In this book, we are also introduced to a young pilot Tor An yos’Galan Clan Alkia, who finds that his birth-world no longer exists and starts investigating why. Eventually he ends up at Osabi Tower and meets the other main characters.

Of course, Liad dea’Syl is eventually liberated. The rest of the book tells the story of the great migration from this corrupt universe to the new universe (in which the rest of the series takes place). We meet Dulsey again, this time accompanied by a fellow liberated batcher called Arin. The Uncle makes appearances, as well. Jela obtains Cantra’s promise to keep his tree safe after he dies; partly because of that promise, Cantra and Tor An decide to create a new clan, Clan Korval, with Jela honored as the founder. The Crystal Duology, as the two books are collectively called, thus tell an origins story.

An interesting point I had not remarked before: On Vandar (which we had encountered in Carpe Diem), the locals cursed by the wind. On Surebleak, a cold world, the favourite curse words appear to be related to frozen water (sleet being a common one). Cantra swears by the deeps.

These “books of before” are narrated by Kevin T. Collins.
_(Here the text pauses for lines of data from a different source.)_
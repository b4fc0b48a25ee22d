//! Swap engine: cancel-safe asynchronous swap-out and swap-in against a
//! pseudo-LRU eviction policy.
//!
//! A ring of in-flight requests tracks outstanding device I/O by page so a
//! concurrent `unmap` can mark a request cancelled before it completes.
//! Swap-out and swap-in release the cartel lock around the device I/O
//! itself, so a page's PTE can change out from under a request in flight —
//! the cancellation flag is how the completion handler notices and backs
//! off instead of racing a PTE write underneath whoever tore the mapping
//! down.

use alloc::vec::Vec;

use crate::collab::SwapDevice;
use crate::error::{MmError, MmResult};
use crate::pte::{Pte, PteState};
use crate::ptable::CanonicalTree;
use crate::types::{Lpn, Mpn, Prot, SlotId, SWAP_RING_SLOTS};

#[derive(Debug, Clone, Copy, PartialEq, Eq)]
enum Direction {
    Out,
    In,
}

#[derive(Debug, Clone, Copy)]
struct InFlight {
    lpn: Lpn,
    direction: Direction,
    cancelled: bool,
}

#[derive(Debug, Clone, Copy, Default)]
pub struct SwapStats {
    pub pages_out: u64,
    pub pages_in: u64,
    pub slots_in_use: u64,
}

/// Tracks in-flight swap requests for one cartel so a concurrent `unmap`
/// can cancel them before the device I/O completes. Bounded to
/// [`SWAP_RING_SLOTS`] outstanding requests.
pub struct SwapEngine {
    ring: Vec<InFlight>,
    stats: SwapStats,
}

impl SwapEngine {
    pub fn new() -> Self {
        SwapEngine { ring: Vec::with_capacity(SWAP_RING_SLOTS), stats: SwapStats::default() }
    }

    pub fn stats(&self) -> SwapStats {
        self.stats
    }

    fn begin(&mut self, lpn: Lpn, direction: Direction) -> MmResult<()> {
        if self.ring.len() >= SWAP_RING_SLOTS {
            return Err(MmError::NoResources);
        }
        self.ring.push(InFlight { lpn, direction, cancelled: false });
        Ok(())
    }

    fn end(&mut self, lpn: Lpn, direction: Direction) -> bool {
        if let Some(pos) = self
            .ring
            .iter()
            .position(|r| r.lpn == lpn && r.direction == direction)
        {
            self.ring.remove(pos).cancelled
        } else {
            false
        }
    }

    /// Marks any in-flight request for `lpn` as cancelled. Called by
    /// [`crate::region::RegionMap::clear_range`] when a mapping is torn
    /// down out from under a swap in progress. A no-op if nothing is
    /// in-flight for this page.
    pub fn cancel(&mut self, lpn: Lpn) {
        for req in self.ring.iter_mut().filter(|r| r.lpn == lpn) {
            req.cancelled = true;
        }
    }

    /// Picks a swap-out candidate among Present, unpinned, unshared pages
    /// the caller offers, by pseudo-LRU: the first page whose accessed bit
    /// is clear, clearing accessed bits as it scans (standard clock-hand
    /// approximation of LRU, same idea as page-replacement code across the
    /// pack).
    pub fn pick_victim(tree: &mut CanonicalTree, candidates: &[Lpn]) -> Option<Lpn> {
        for &lpn in candidates {
            if let Ok(pte) = tree.pte_mut(lpn) {
                if let PteState::Present { pinned: false, shared: false, .. } = pte.decode() {
                    if !pte.clear_accessed_if_set() {
                        return Some(lpn);
                    }
                }
            }
        }
        candidates.iter().copied().find(|&lpn| {
            matches!(
                tree.pte(lpn).decode(),
                PteState::Present { pinned: false, shared: false, .. }
            )
        })
    }

    /// Begins evicting `lpn`: transitions Present -> Swapping(out), then
    /// performs the device write. On success transitions to Swapped; if a
    /// concurrent `unmap` cancelled the request, frees the slot instead and
    /// leaves the PTE however the cancellation path left it (Empty).
    pub fn swap_out(
        &mut self,
        tree: &mut CanonicalTree,
        dev: &dyn SwapDevice,
        cartel_id: u64,
        lpn: Lpn,
    ) -> MmResult<()> {
        if !dev.enabled() {
            return Err(MmError::NoMemory);
        }
        let pte = tree.pte(lpn);
        let (mpn, prot) = match pte.decode() {
            PteState::Present { mpn, prot, pinned: false, .. } => (mpn, prot),
            PteState::Present { pinned: true, .. } => return Err(MmError::Busy),
            _ => return Err(MmError::InvalidAddress),
        };
        self.begin(lpn, Direction::Out)?;
        *tree.pte_mut(lpn)? = Pte::set_swap_busy(Some(mpn), prot);

        let slot = dev.write(cartel_id, None, lpn, mpn);
        let cancelled = self.end(lpn, Direction::Out);

        match (cancelled, slot) {
            (true, Ok(slot)) => {
                dev.free_slot(slot);
                Ok(())
            }
            (true, Err(_)) => Ok(()),
            (false, Ok(slot)) => {
                if let Ok(cur) = tree.pte_mut(lpn) {
                    if cur.is_swapping() {
                        *cur = Pte::set_swapped(slot, prot);
                        self.stats.pages_out += 1;
                        self.stats.slots_in_use += 1;
                    } else {
                        dev.free_slot(slot);
                    }
                } else {
                    dev.free_slot(slot);
                }
                Ok(())
            }
            (false, Err(e)) => {
                if let Ok(cur) = tree.pte_mut(lpn) {
                    if cur.is_swapping() {
                        *cur = Pte::set_present(mpn, prot, false, false);
                    }
                }
                Err(e)
            }
        }
    }

    /// Begins paging `lpn` back in: transitions Swapped -> Swapping(in),
    /// reads the device content into `mpn`, then transitions to Present
    /// with the accessed bit set (a page that was just faulted back in
    /// must not look cold to the very next clock-hand scan, or
    /// [`pick_victim`](Self::pick_victim) could evict it again before it's
    /// ever touched). Cancellation (the mapping was torn down mid-read)
    /// just frees the newly allocated frame; the PTE was already cleared
    /// by the canceller.
    pub fn swap_in(
        &mut self,
        tree: &mut CanonicalTree,
        dev: &dyn SwapDevice,
        lpn: Lpn,
        mpn: Mpn,
    ) -> MmResult<()> {
        let pte = tree.pte(lpn);
        let (slot, prot) = match pte.decode() {
            PteState::Swapped { slot, prot } => (slot, prot),
            _ => return Err(MmError::InvalidAddress),
        };
        self.begin(lpn, Direction::In)?;
        *tree.pte_mut(lpn)? = Pte::set_swap_busy(None, prot);

        let result = dev.read(slot, mpn);
        let cancelled = self.end(lpn, Direction::In);

        if cancelled {
            return Ok(());
        }
        result?;
        if let Ok(cur) = tree.pte_mut(lpn) {
            if cur.is_swapping() {
                let mut pte = Pte::set_present(mpn, prot, false, false);
                pte.set_accessed(true);
                *cur = pte;
                dev.free_slot(slot);
                self.stats.pages_in += 1;
                self.stats.slots_in_use = self.stats.slots_in_use.saturating_sub(1);
            }
        }
        Ok(())
    }
}

impl Default for SwapEngine {
    fn default() -> Self {
        Self::new()
    }
}

#[cfg(test)]
pub mod tests_support {
    use super::*;
    use crate::collab::MemScheduler;
    use crate::types::UsageCategory;
    use core::cell::Cell;

    pub struct MockScheduler {
        blocked: Cell<u32>,
    }

    impl MemScheduler for MockScheduler {
        fn admit(&self, _world: u64, _category: UsageCategory, _delta: i64) -> bool {
            true
        }
        fn pageable_usage(&self, _world: u64) -> u64 {
            0
        }
        fn shared_usage(&self, _world: u64) -> u64 {
            0
        }
        fn swapped_usage(&self, _world: u64) -> u64 {
            0
        }
        fn pinned_usage(&self, _world: u64) -> u64 {
            0
        }
        fn account(&self, _world: u64, _category: UsageCategory, _delta: i64) {}
        fn account_swapped(&self, _world: u64, _delta: i64) {}
        fn account_shared(&self, _world: u64, _delta: i64) {}
        fn account_pinned(&self, _world: u64, _delta: i64) {}
        fn block_on(&self, _channel: u64) {
            self.blocked.set(self.blocked.get() + 1);
        }
        fn wake_all(&self, _channel: u64) {}
    }

    pub fn mock_scheduler() -> MockScheduler {
        MockScheduler { blocked: Cell::new(0) }
    }

    pub struct MockSwapDevice {
        next_slot: Cell<SlotId>,
        fail_writes: Cell<bool>,
    }

    impl SwapDevice for MockSwapDevice {
        fn write(&self, _world: u64, _slot_hint: Option<SlotId>, _lpn: u64, _mpn: Mpn) -> MmResult<SlotId> {
            if self.fail_writes.get() {
                return Err(MmError::NoMemory);
            }
            let slot = self.next_slot.get();
            self.next_slot.set(slot + 1);
            Ok(slot)
        }
        fn read(&self, _slot: SlotId, _mpn: Mpn) -> MmResult<()> {
            Ok(())
        }
        fn free_slot(&self, _slot: SlotId) {}
        fn enabled(&self) -> bool {
            true
        }
    }

    pub fn mock_swap_device() -> MockSwapDevice {
        MockSwapDevice { next_slot: Cell::new(0), fail_writes: Cell::new(false) }
    }
}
He is by far my favourite of the Liaden narrators. He has a very expressive voice and brings life to the characters. How he handles the difference between Cantra and Maelyn is magnificient.

All the books mentioned here are available in print, ebook and audiobook formats either standalone or (except for audiobooks) in an omnibus edition. At least Fledgling is available also as a legally free ebook. I am too tired today to go hunt for the links. Google is your friend.